The new legislation builds upon the Future Energy Jobs Act (FEJA), enacted in late 2016. The new bill would spur enough new wind and solar to power 4 million homes—more than four times the amount accomplished by FEJA.
“This legislation says that that no community should be left behind as Illinois builds up its clean energy economy,” said State Sen. Cristina Castro, a sponsor of the bill. “This bill can help ensure that people outside Chicago as well as communities of color help lead the way in the new energy economy, especially in creating new clean energy businesses and sharing in the lower energy costs.”
“For far too long, frontline communities have historically borne, and until this day continue to bear the greatest brunt of injustice when it comes to the environment. This legislation says that that no community should be left behind as Illinois builds up its clean and renewable energy economy,” said Dulce Ortiz, co-chair of Clean Power Lake County and a resident of Waukegan.
“We recognize that there are real people, our neighbors, who have worked for years in the fossil fuel industry. That is why this bill calls for the creation of Clean Energy Empowerment Zones, to support communities and workers who are impacted by the decline of fossil fuel generation,” Ortiz added.
The legislation takes on new urgency in 2019, as a recent proposal from the regional grid operator and the federal government threatens to halt Illinois’ clean energy progress and raise bills on consumers.
During the listening sessions held last year, participants were invited to identify their priorities for future Illinois’ energy policy. That input formed the basis for the four pillars central to the new legislation:
- Putting the fight for quality jobs and economic opportunity at the heart of a vision for a clean, equitable energy future.
- Expanding clean energy and energy efficiency in an equitable manner to set Illinois on a path to achieve 100% renewable energy by 2050.
- Achieving a carbon-free power sector by 2030.
- Replacing the equivalent of 1 million gasoline and diesel-powered vehicles on the road with electric vehicles, mass transit and other alternatives.
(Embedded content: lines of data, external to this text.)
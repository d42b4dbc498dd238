use thiserror::Error;

#[derive(Debug, Error)]
pub enum SearchError {
    /// The rules backend reported an ongoing game but produced no moves.
    #[error("rules contract violated: no legal moves at a non-terminal position (key {key:#018x}, depth {depth})")]
    EmptyMoveList { key: u64, depth: u32 },
    #[error("search aborted at deadline")]
    Aborted,
    #[error("failed to build worker pool: {0}")]
    ThreadPool(#[from] rayon::ThreadPoolBuildError),
}

#[derive(Debug, Error, PartialEq, Eq)]
pub enum BoardError {
    #[error("invalid FEN {0}")]
    BadFen(String),
    #[error("illegal or unparseable move '{0}'")]
    IllegalMove(String),
}

#[derive(Debug, Error)]
pub enum UciError {
    #[error(transparent)]
    Board(#[from] BoardError),
    #[error("expected a number for '{name}', got '{value}'")]
    BadNumber { name: String, value: String },
    #[error("missing argument: {0}")]
    MissingArgument(&'static str),
    #[error("unknown option '{0}'")]
    UnknownOption(String),
    #[error("unknown command '{0}'")]
    UnknownCommand(String),
    #[error(transparent)]
    Config(#[from] ConfigError),
}

#[derive(Debug, Error)]
pub enum ConfigError {
    #[error("cannot read config: {0}")]
    Io(#[from] std::io::Error),
    #[error("malformed config: {0}")]
    Json(#[from] serde_json::Error),
    #[error("invalid config: {0}")]
    Invalid(String),
}

/// Errors that end the protocol loop.
#[derive(Debug, Error)]
pub enum EngineError {
    #[error(transparent)]
    Search(#[from] SearchError),
    #[error("output failed: {0}")]
    Io(#[from] std::io::Error),
}
use arbor::board::cozy::Position;
use arbor::config::MAX_HASH_MB;
use arbor::search::eval::EvalKind;
use arbor::search::root::{Engine, SearchParams};
use arbor::selfplay::{play_game, GameResult, Opponent, SelfPlayParams};
use clap::Parser;
use cozy_chess::Color;
use indicatif::{ProgressBar, ProgressStyle};
use std::time::Duration;

#[derive(Parser, Debug)]
#[command(name = "arbor-selfplay", about = "Play the engine against a simple opponent policy")]
struct Args {
    #[arg(long, default_value_t = 10)]
    games: usize,
    #[arg(long, default_value_t = 200)]
    max_plies: usize,
    #[arg(long, default_value_t = 1)]
    threads: usize,
    #[arg(long, default_value_t = 3)]
    depth: u32,
    #[arg(long)]
    movetime_ms: Option<u64>,
    /// Opponent policy: first, random, engine
    #[arg(long, default_value = "random")]
    opponent: String,
    #[arg(long, default_value_t = 42)]
    seed: u64,
    /// Engine colour: w or b
    #[arg(long, default_value = "w")]
    color: String,
    #[arg(long, default_value_t = 64)]
    hash_mb: usize,
    #[arg(long, default_value = "pst")]
    eval: EvalKind,
    /// Print each game's moves
    #[arg(long)]
    verbose: bool,
}

fn main() -> anyhow::Result<()> {
    env_logger::init();
    let a = Args::parse();
    let engine_color = match a.color.to_lowercase().as_str() {
        "w" | "white" => Color::White,
        "b" | "black" => Color::Black,
        other => anyhow::bail!("invalid color '{other}': use 'w' or 'b'"),
    };
    anyhow::ensure!((1..=MAX_HASH_MB).contains(&a.hash_mb), "--hash-mb must be in 1..={MAX_HASH_MB}");
    let engine = Engine::new(a.eval, a.hash_mb, a.threads)?;
    let search = SearchParams {
        depth: a.depth,
        threads: a.threads.max(1),
        movetime: a.movetime_ms.map(Duration::from_millis),
        ..SearchParams::default()
    };

    let bar = ProgressBar::new(a.games as u64);
    bar.set_style(ProgressStyle::with_template("{bar:40} {pos}/{len} {msg}")?);
    let (mut wins, mut losses, mut draws, mut unfinished) = (0usize, 0usize, 0usize, 0usize);
    for g in 0..a.games {
        let opponent = match a.opponent.as_str() {
            "first" => Opponent::FirstLegal,
            "engine" => Opponent::Engine,
            "random" => Opponent::Random(a.seed.wrapping_add(g as u64)),
            other => anyhow::bail!("unknown opponent '{other}'"),
        };
        engine.new_game();
        let params = SelfPlayParams { engine_color, opponent, search, max_plies: a.max_plies };
        let rec = play_game(&engine, Position::startpos(), &params)?;
        match (rec.result, engine_color) {
            (GameResult::WhiteWins, Color::White) | (GameResult::BlackWins, Color::Black) => wins += 1,
            (GameResult::WhiteWins, _) | (GameResult::BlackWins, _) => losses += 1,
            (GameResult::Draw, _) => draws += 1,
            (GameResult::Unfinished, _) => unfinished += 1,
        }
        if a.verbose { bar.println(format!("game {} {:?}: {}", g + 1, rec.result, rec.moves.join(" "))); }
        bar.set_message(format!("+{wins} -{losses} ={draws} ?{unfinished}"));
        bar.inc(1);
    }
    bar.finish();
    println!("games={} wins={} losses={} draws={} unfinished={}", a.games, wins, losses, draws, unfinished);
    Ok(())
}
pub mod alphabeta;
pub mod eval;
pub mod root;
pub mod tt;
use arbor::board::cozy::Position;
use arbor::search::eval::EvalKind;
use arbor::search::root::{Engine, SearchParams};
use std::time::{Duration, Instant};

#[test]
fn movetime_returns_quickly_with_move() {
    let pos = Position::startpos();
    let engine = Engine::new(EvalKind::Pst, 16, 2).unwrap();
    let params = SearchParams { depth: 0, threads: 2, movetime: Some(Duration::from_millis(20)), ..SearchParams::default() };
    let t0 = Instant::now();
    let res = engine.search(&pos, &params).unwrap();
    let elapsed = t0.elapsed();
    assert!(res.bestmove.is_some(), "no bestmove under movetime");
    assert!(elapsed < Duration::from_millis(1000), "search exceeded time: {:?}", elapsed);
    assert!(!res.completed, "startpos cannot be searched to the depth cap in 20ms");
}

#[test]
fn completed_iterations_match_fixed_depth() {
    let pos = Position::from_fen("6k1/5ppp/8/8/8/8/8/R5K1 w - - 0 1").unwrap();
    let engine = Engine::new(EvalKind::Pst, 16, 1).unwrap();
    let timed = SearchParams { depth: 2, movetime: Some(Duration::from_secs(30)), ..SearchParams::default() };
    let r = engine.search(&pos, &timed).unwrap();
    assert!(r.completed);
    assert_eq!(r.depth, 2);
    engine.new_game();
    let fixed = engine.search(&pos, &SearchParams { depth: 2, ..SearchParams::default() }).unwrap();
    assert_eq!((r.bestmove, r.score), (fixed.bestmove, fixed.score));
}

#[test]
fn fixed_depth_without_clock_ignores_deadline_machinery() {
    let pos = Position::startpos();
    let engine = Engine::new(EvalKind::Material, 8, 1).unwrap();
    let r = engine.search(&pos, &SearchParams { depth: 2, ..SearchParams::default() }).unwrap();
    assert!(r.completed);
    assert_eq!(r.depth, 2);
    assert!(r.nodes > 20);
}
use crate::board::Rules;

// Make/unmake perft; a wrong count means make and unmake are not exact inverses
// or move generation is off.
pub fn perft<P: Rules>(pos: &mut P, depth: u32) -> u64 {
    if depth == 0 { return 1; }
    let moves = pos.legal_moves();
    if depth == 1 { return moves.len() as u64; }
    let mut nodes = 0u64;
    for m in moves {
        pos.make_move(m);
        nodes += perft(pos, depth - 1);
        pos.unmake_move(m);
    }
    nodes
}

/// Per-root-move counts, in enumeration order.
pub fn divide<P: Rules>(pos: &mut P, depth: u32) -> Vec<(P::Move, u64)> {
    if depth == 0 { return Vec::new(); }
    let mut out = Vec::new();
    for m in pos.legal_moves() {
        pos.make_move(m);
        out.push((m, perft(pos, depth - 1)));
        pos.unmake_move(m);
    }
    out
}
To help achieve equity in the clean energy economy, the bill calls for the creation of Clean Jobs Workforce Hubs, a network of frontline organizations that would provide support for minority and disadvantaged communities. The bill also gives preferences to companies that implement actions to ensure equitable representation in Illinois’ clean energy workforce.
Passage of the bill would lead to more than 40 million solar panels and 2,500 wind turbines across the state by 2030, generating more than $30 billion in new infrastructure.
“These four central goals of the bill are ambitious, but they are achievable,” said Jen Walling, coalition member and executive director of the Illinois Environmental Council. “But it’s important that not just the six-county area around Chicago benefits. We need the benefits to reach all 102 counties, and every part of the state. This bill does exactly that.”
About the Illinois Clean Jobs Coalition
The Illinois Clean Jobs Coalition is a group of more than 200 organizations, businesses, and community leaders working together to advance clean energy jobs, lower energy bills, and healthier air and water. The group championed the Future Energy Jobs Act (FEJA), which passed the Illinois General Assembly with bipartisan support and was signed into law in 2016.
About Clean Power Lake County
Clean Power Lake County is a community-driven coalition committed to local action to shift Lake County to healthy, renewable energy and to secure environmental, economic, and racial justice. Its partners include environmental, faith, and public health organizations.